→ What you will do
In the data, find each line where the word "tracing" appears and list that line.
[Exercise data — start]
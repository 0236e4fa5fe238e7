use anyhow::Context;
use brgy::domain::config::ApiConfig;
use brgy::kernel::config::load_config;
use brgy_logger::Logger;
use brgy_server::Server;

#[tokio::main]
async fn main() -> anyhow::Result<()> {
    let cfg: ApiConfig = load_config(Some("server")).context("Critical: Configuration is malformed")?;

    let logging = &cfg.logging;
    let mut logger = Logger::builder(env!("CARGO_PKG_NAME")).level_name(&logging.level)?.json(logging.json);
    if let Some(filter) = &logging.env_filter {
        logger = logger.env_filter(filter);
    }
    if let Some(directory) = &logging.directory {
        logger = logger.path(directory);
    }
    let _log = logger.init()?;

    Server::builder().config(cfg).build().await?.run().await
}
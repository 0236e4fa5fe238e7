use brgy_logger::{LevelFilter, Logger, LoggerError};

#[test]
fn init_twice_returns_subscriber_error() {
    let _logger = Logger::builder("integration-init-twice")
        .level(LevelFilter::INFO)
        .init()
        .expect("first init should succeed");

    let err = Logger::builder("integration-init-twice-second")
        .level(LevelFilter::INFO)
        .init()
        .expect_err("second init should fail");

    assert!(matches!(err, LoggerError::Subscriber { .. }), "expected subscriber error");
}
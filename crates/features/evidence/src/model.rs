//! The language model seam and its OpenAI-compatible HTTP implementation.

use crate::error::{EvidenceError, EvidenceErrorExt};
use async_trait::async_trait;
use brgy_domain::config::EvidenceConfig;
use reqwest::Client;
use serde::{Deserialize, Serialize};
use serde_json::{Value, json};
use std::fmt::Debug;
use std::time::Duration;
use tracing::{debug, instrument};

const SYSTEM_PROMPT: &str =
    "You are a cautious fraud-risk analyst. You only ever answer with a single JSON object.";

/// One completion request. `image_url` selects the vision model.
#[derive(Debug, Clone, PartialEq, Eq)]
pub struct ModelRequest {
    pub prompt: String,
    pub image_url: Option<String>,
}

/// A chat-style model that returns raw completion text.
#[async_trait]
pub trait LanguageModel: Debug + Send + Sync {
    async fn complete(&self, request: &ModelRequest) -> Result<String, EvidenceError>;
}

/// Client for `POST {api_base}/chat/completions` with bearer auth.
#[derive(Debug, Clone)]
pub struct OpenAiCompatible {
    client: Client,
    config: EvidenceConfig,
}

#[derive(Debug, Serialize)]
struct ChatRequest<'a> {
    model: &'a str,
    messages: Vec<Value>,
    max_tokens: u32,
    temperature: f32,
}

#[derive(Debug, Deserialize)]
struct ChatResponse {
    #[serde(default)]
    choices: Vec<Choice>,
}

#[derive(Debug, Deserialize)]
struct Choice {
    message: ChoiceMessage,
}

#[derive(Debug, Deserialize)]
struct ChoiceMessage {
    #[serde(default)]
    content: Option<String>,
}

impl OpenAiCompatible {
    /// Builds the HTTP client with the configured request timeout.
    ///
    /// # Errors
    /// Returns [`EvidenceError::Transport`] if the TLS backend cannot be initialized.
    pub fn new(config: &EvidenceConfig) -> Result<Self, EvidenceError> {
        let client = Client::builder()
            .timeout(Duration::from_secs(config.timeout_seconds.max(1)))
            .connect_timeout(Duration::from_secs(config.timeout_seconds.clamp(1, 10)))
            .build()
            .context("Building LLM HTTP client")?;
        Ok(Self { client, config: config.clone() })
    }

    fn endpoint(&self) -> String {
        format!("{}/chat/completions", self.config.api_base.trim_end_matches('/'))
    }

    fn body<'a>(&'a self, request: &ModelRequest) -> ChatRequest<'a> {
        let (model, user_content) = match &request.image_url {
            Some(url) => (
                self.config.vision_model.as_str(),
                json!([
                    { "type": "text", "text": request.prompt },
                    { "type": "image_url", "image_url": { "url": url } },
                ]),
            ),
            None => (self.config.text_model.as_str(), json!(request.prompt)),
        };

        ChatRequest {
            model,
            messages: vec![
                json!({ "role": "system", "content": SYSTEM_PROMPT }),
                json!({ "role": "user", "content": user_content }),
            ],
            max_tokens: self.config.max_tokens,
            temperature: self.config.temperature,
        }
    }
}

#[async_trait]
impl LanguageModel for OpenAiCompatible {
    #[instrument(skip_all, fields(vision = request.image_url.is_some()))]
    async fn complete(&self, request: &ModelRequest) -> Result<String, EvidenceError> {
        let api_key = self
            .config
            .api_key
            .as_deref()
            .filter(|key| !key.trim().is_empty())
            .ok_or_else(|| EvidenceError::NotConfigured {
                message: "No API key configured for the evidence model".into(),
                context: None,
            })?;

        let response = self
            .client
            .post(self.endpoint())
            .bearer_auth(api_key)
            .json(&self.body(request))
            .send()
            .await
            .context("Sending chat completion")?;

        let status = response.status();
        if !status.is_success() {
            let detail = response.text().await.unwrap_or_default();
            return Err(EvidenceError::Status {
                message: format!("{status}").into(),
                context: Some(truncate(&detail, 200).into()),
            });
        }

        let parsed: ChatResponse = response.json().await.context("Decoding chat completion")?;
        let content = parsed
            .choices
            .into_iter()
            .find_map(|choice| choice.message.content)
            .filter(|content| !content.trim().is_empty())
            .ok_or_else(|| EvidenceError::Parse {
                message: "Model returned no content".into(),
                context: None,
            })?;

        debug!(chars = content.len(), "Chat completion received");
        Ok(content)
    }
}

fn truncate(text: &str, max: usize) -> String {
    text.chars().take(max).collect()
}

#[cfg(test)]
mod tests {
    use super::*;

    fn model() -> OpenAiCompatible {
        let config = EvidenceConfig {
            api_base: "https://llm.example/v1/".into(),
            vision_model: "vision-m".into(),
            text_model: "text-m".into(),
            ..EvidenceConfig::default()
        };
        OpenAiCompatible::new(&config).unwrap()
    }

    #[test]
    fn endpoint_joins_base_without_double_slash() {
        assert_eq!(model().endpoint(), "https://llm.example/v1/chat/completions");
    }

    #[test]
    fn vision_requests_attach_the_image() {
        let model = model();
        let request =
            ModelRequest { prompt: "p".into(), image_url: Some("https://x/a.jpg".into()) };
        let body = serde_json::to_value(model.body(&request)).unwrap();

        assert_eq!(body["model"], "vision-m");
        assert_eq!(body["messages"][1]["content"][0]["type"], "text");
        assert_eq!(body["messages"][1]["content"][1]["image_url"]["url"], "https://x/a.jpg");
    }

    #[test]
    fn text_requests_use_the_text_model() {
        let model = model();
        let body =
            serde_json::to_value(model.body(&ModelRequest { prompt: "p".into(), image_url: None }))
                .unwrap();

        assert_eq!(body["model"], "text-m");
        assert_eq!(body["messages"][1]["content"], "p");
    }

    #[tokio::test]
    async fn missing_api_key_is_not_configured() {
        let err = model()
            .complete(&ModelRequest { prompt: "p".into(), image_url: None })
            .await
            .unwrap_err();
        assert!(matches!(err, EvidenceError::NotConfigured { .. }));
    }
}
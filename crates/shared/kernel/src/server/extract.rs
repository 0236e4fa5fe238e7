use super::error::ApiError;
use super::state::ApiState;
use axum::extract::FromRequestParts;
use axum::http::request::Parts;
use brgy_domain::registry::FeatureSlice;

/// Extracts a registered feature slice from [`ApiState`] (cloned; slices are `Arc`-backed).
///
/// Rejects with 500 when the slice was never registered.
#[derive(Debug, Clone)]
pub struct Slice<T>(pub T);

impl<T> FromRequestParts<ApiState> for Slice<T>
where
    T: FeatureSlice + Clone,
{
    type Rejection = ApiError;

    async fn from_request_parts(_parts: &mut Parts, state: &ApiState) -> Result<Self, Self::Rejection> {
        Ok(Self(state.try_get_slice::<T>()?.clone()))
    }
}
//! Registry types for vertical slices.
//!
//! Each feature crate builds its state once at startup and hands it to the
//! kernel as a type-erased [`InitializedSlice`]. Handlers look it up again by type.

use std::any::{Any, TypeId};
use std::fmt::Debug;

/// Shared, thread-safe state owned by one feature slice.
pub trait FeatureSlice: Any + Debug + Send + Sync {
    /// Short, stable slice name used in logs and diagnostics.
    fn name(&self) -> &'static str;

    /// Downcast hook for the type-erased registry.
    fn as_any(&self) -> &dyn Any;
}

/// A slice that finished initialization and is ready to be registered.
#[derive(Debug)]
pub struct InitializedSlice {
    pub id: TypeId,
    pub name: &'static str,
    pub state: Box<dyn FeatureSlice>,
}

impl InitializedSlice {
    pub fn new<T: FeatureSlice>(state: T) -> Self {
        Self { id: TypeId::of::<T>(), name: state.name(), state: Box::new(state) }
    }
}
#![allow(dead_code)]

use axum::Router;
use axum::body::Body;
use axum::http::{Request, StatusCode, header};
use brgy_database::Database;
use brgy_domain::config::{ApiConfig, IdentityConfig};
use brgy_domain::records::{
    AccountType, AdminUser, Emergency, EmergencyStatus, Report, ReportStatus, UserAccount,
    VerificationStatus,
};
use brgy_domain::registry::InitializedSlice;
use brgy_domain::roles::AdminRole;
use brgy_event_bus::EventBus;
use brgy_identity::{Identity, SurrealCallerDirectory};
use brgy_kernel::server::ApiState;
use chrono::{Duration, Utc};
use serde_json::Value;
use std::sync::Arc;
use tower::ServiceExt;

pub struct Harness {
    pub db: Database,
    pub identity: Identity,
    pub events: EventBus,
    pub app: Router,
}

pub async fn harness() -> Harness {
    let db = Database::builder().url("mem://").session("test_ns", "test_db").init().await.unwrap();
    let events = EventBus::new();
    let identity =
        Identity::new(&IdentityConfig::default(), Arc::new(SurrealCallerDirectory::new(db.clone())))
            .unwrap();
    let audit = brgy_audit::trail(&db);

    let state = ApiState::builder()
        .config(ApiConfig::default())
        .db(db.clone())
        .events(events.clone())
        .register_slice(InitializedSlice::new(identity.clone()))
        .register_slice(brgy_dashboard::init(&db, &audit, &events))
        .build()
        .unwrap();
    let (router, _) = brgy_dashboard::router().split_for_parts();

    let harness = Harness { db, identity, events, app: router.with_state(state) };
    harness.seed_admin("captain", AdminRole::SystemAdministrator).await;
    harness.seed_admin("official", AdminRole::BarangayOfficial).await;
    harness.seed_admin("clerk", AdminRole::Staff).await;
    harness
}

impl Harness {
    async fn seed_admin(&self, id: &str, role: AdminRole) {
        let admin = AdminUser {
            id: id.to_owned(),
            auth_id: format!("auth-{id}"),
            full_name: format!("Admin {id}"),
            email: format!("{id}@barangay.ph"),
            role,
            is_active: true,
            created_at: Utc::now(),
        };
        self.db.create("admin_users", id, &admin).await.unwrap();
    }

    pub fn token(&self, admin_id: &str) -> String {
        self.identity
            .tokens
            .issue(&format!("auth-{admin_id}"), &format!("{admin_id}@barangay.ph"))
            .unwrap()
            .access_token
    }

    pub async fn seed_report(&self, id: &str, status: ReportStatus, category: &str, age_minutes: i64) {
        let at = Utc::now() - Duration::minutes(age_minutes);
        let report = Report {
            id: id.to_owned(),
            reporter_id: Some("resident-1".to_owned()),
            category: category.to_owned(),
            title: format!("Report {id}"),
            description: "Water rising on the main road".to_owned(),
            location: "Purok 3".to_owned(),
            status,
            responder_notes: None,
            media_urls: Vec::new(),
            evidence_verdict: None,
            evidence_score: None,
            evidence_explanation: None,
            evidence_checked_at: None,
            created_at: at,
            updated_at: at,
        };
        self.db.create("reports", id, &report).await.unwrap();
    }

    pub async fn seed_emergency(&self, id: &str, status: EmergencyStatus) {
        let emergency = Emergency {
            id: id.to_owned(),
            reporter_id: None,
            emergency_type: "fire".to_owned(),
            description: "Smoke from a house".to_owned(),
            location: "Purok 1".to_owned(),
            latitude: Some(14.6),
            longitude: Some(121.0),
            status,
            responder_id: None,
            created_at: Utc::now(),
            updated_at: Utc::now(),
        };
        self.db.create("emergencies", id, &emergency).await.unwrap();
    }

    pub async fn seed_user(&self, id: &str, account_type: AccountType, status: VerificationStatus) {
        let user = UserAccount {
            id: id.to_owned(),
            auth_id: None,
            full_name: format!("User {id}"),
            email: format!("{id}@mail.ph"),
            phone: None,
            address: Some("Purok 2".to_owned()),
            account_type,
            verification_status: status,
            is_active: true,
            created_at: Utc::now(),
        };
        self.db.create("users", id, &user).await.unwrap();
    }

    pub async fn send(&self, method: &str, uri: &str, token: Option<&str>, body: Option<Value>) -> (StatusCode, Value) {
        let mut request = Request::builder().method(method).uri(uri);
        if let Some(token) = token {
            request = request.header(header::AUTHORIZATION, format!("Bearer {token}"));
        }
        let body = match body {
            Some(json) => {
                request = request.header(header::CONTENT_TYPE, "application/json");
                Body::from(json.to_string())
            }
            None => Body::empty(),
        };
        let response = self.app.clone().oneshot(request.body(body).unwrap()).await.unwrap();
        let status = response.status();
        let bytes = axum::body::to_bytes(response.into_body(), usize::MAX).await.unwrap();
        (status, serde_json::from_slice(&bytes).unwrap_or(Value::Null))
    }
}
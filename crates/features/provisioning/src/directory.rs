use crate::error::{ProvisioningError, ProvisioningErrorExt};
use async_trait::async_trait;
use brgy_database::Database;
use brgy_domain::constants::{ADMIN_USERS, RESPONDERS, USERS};
use brgy_domain::records::{AdminUser, Responder, UserAccount};
use std::fmt::Debug;

/// Account storage used by provisioning.
///
/// The identity and `users` row can be deleted again for rollback. Admin and responder
/// rows are the last write of their path, so nothing after them needs undoing.
#[async_trait]
pub trait AccountDirectory: Debug + Send + Sync {
    /// # Errors
    /// A conflict ([`ProvisioningError::is_conflict`]) when the email is already registered.
    async fn create_identity(&self, id: &str, email: &str, password: &str) -> Result<(), ProvisioningError>;
    async fn delete_identity(&self, id: &str) -> Result<bool, ProvisioningError>;

    async fn insert_admin(&self, admin: &AdminUser) -> Result<(), ProvisioningError>;

    /// Inserts or replaces the `users` row, so a row pre-created for the identity is reused.
    async fn upsert_user(&self, user: &UserAccount) -> Result<(), ProvisioningError>;
    async fn delete_user(&self, id: &str) -> Result<bool, ProvisioningError>;

    async fn insert_responder(&self, responder: &Responder) -> Result<(), ProvisioningError>;
}

#[derive(Debug, Clone)]
pub struct SurrealAccountDirectory {
    db: Database,
}

impl SurrealAccountDirectory {
    #[must_use]
    pub const fn new(db: Database) -> Self {
        Self { db }
    }
}

#[async_trait]
impl AccountDirectory for SurrealAccountDirectory {
    async fn create_identity(&self, id: &str, email: &str, password: &str) -> Result<(), ProvisioningError> {
        self.db.create_identity(id, email, password).await.context("Creating auth identity")
    }

    async fn delete_identity(&self, id: &str) -> Result<bool, ProvisioningError> {
        self.db.delete_identity(id).await.context("Deleting auth identity")
    }

    async fn insert_admin(&self, admin: &AdminUser) -> Result<(), ProvisioningError> {
        self.db.create(ADMIN_USERS, &admin.id, admin).await.context("Inserting admin row")
    }

    async fn upsert_user(&self, user: &UserAccount) -> Result<(), ProvisioningError> {
        self.db.upsert(USERS, &user.id, user).await.context("Upserting user row")
    }

    async fn delete_user(&self, id: &str) -> Result<bool, ProvisioningError> {
        self.db.delete(USERS, id).await.context("Deleting user row")
    }

    async fn insert_responder(&self, responder: &Responder) -> Result<(), ProvisioningError> {
        self.db.create(RESPONDERS, &responder.id, responder).await.context("Inserting responder row")
    }
}
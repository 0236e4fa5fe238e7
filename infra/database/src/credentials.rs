//! Email/password identities backed by the `auth_identities` table.
//!
//! Passwords are hashed and compared inside the engine with argon2; hashes never leave it.

use crate::Database;
use crate::error::{DatabaseError, DatabaseErrorExt};
use tracing::instrument;

const IDENTITIES_TABLE: &str = "auth_identities";

/// Lower-cased, trimmed form under which emails are stored and looked up.
#[must_use]
pub fn normalize_email(email: &str) -> String {
    email.trim().to_lowercase()
}

impl Database {
    /// Registers a new identity under `id`.
    ///
    /// # Errors
    /// * [`DatabaseError::Conflict`] if the email (or id) is already registered.
    /// * [`DatabaseError::Surreal`] for engine failures.
    #[instrument(skip(self, password))]
    pub async fn create_identity(
        &self,
        id: &str,
        email: &str,
        password: &str,
    ) -> Result<(), DatabaseError> {
        self.query(
            "CREATE type::thing($table, $id) SET
                email = $email,
                password_hash = crypto::argon2::generate($password),
                created_at = <string> time::now()
            RETURN NONE",
        )
        .bind(("table", IDENTITIES_TABLE))
        .bind(("id", id.to_owned()))
        .bind(("email", normalize_email(email)))
        .bind(("password", password.to_owned()))
        .await
        .context("Creating identity")?
        .check()
        .map_err(|e| DatabaseError::classify(e, "Creating identity"))?;
        Ok(())
    }

    /// Returns the identity id when `email` exists and `password` matches its hash.
    ///
    /// # Errors
    /// Returns [`DatabaseError::Surreal`] if the lookup fails.
    #[instrument(skip(self, password))]
    pub async fn verify_identity(
        &self,
        email: &str,
        password: &str,
    ) -> Result<Option<String>, DatabaseError> {
        let ids = self
            .query(
                "SELECT VALUE record::id(id) FROM type::table($table)
                WHERE email = $email AND crypto::argon2::compare(password_hash, $password)",
            )
            .bind(("table", IDENTITIES_TABLE))
            .bind(("email", normalize_email(email)))
            .bind(("password", password.to_owned()))
            .await
            .context("Verifying identity")?
            .take::<Vec<String>>(0)
            .context("Verifying identity")?;
        Ok(ids.into_iter().next())
    }

    /// Removes an identity. Returns whether it existed.
    ///
    /// # Errors
    /// Returns [`DatabaseError::Surreal`] if the statement fails.
    pub async fn delete_identity(&self, id: &str) -> Result<bool, DatabaseError> {
        self.delete(IDENTITIES_TABLE, id).await
    }
}

#[cfg(test)]
mod tests {
    use super::normalize_email;

    #[test]
    fn emails_are_trimmed_and_lowercased() {
        assert_eq!(normalize_email("  Kap.Santos@Barangay.PH "), "kap.santos@barangay.ph");
    }
}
[Exercise data — finish]
→ Written answer
use tracing::{debug, instrument};
use tracing::instrument;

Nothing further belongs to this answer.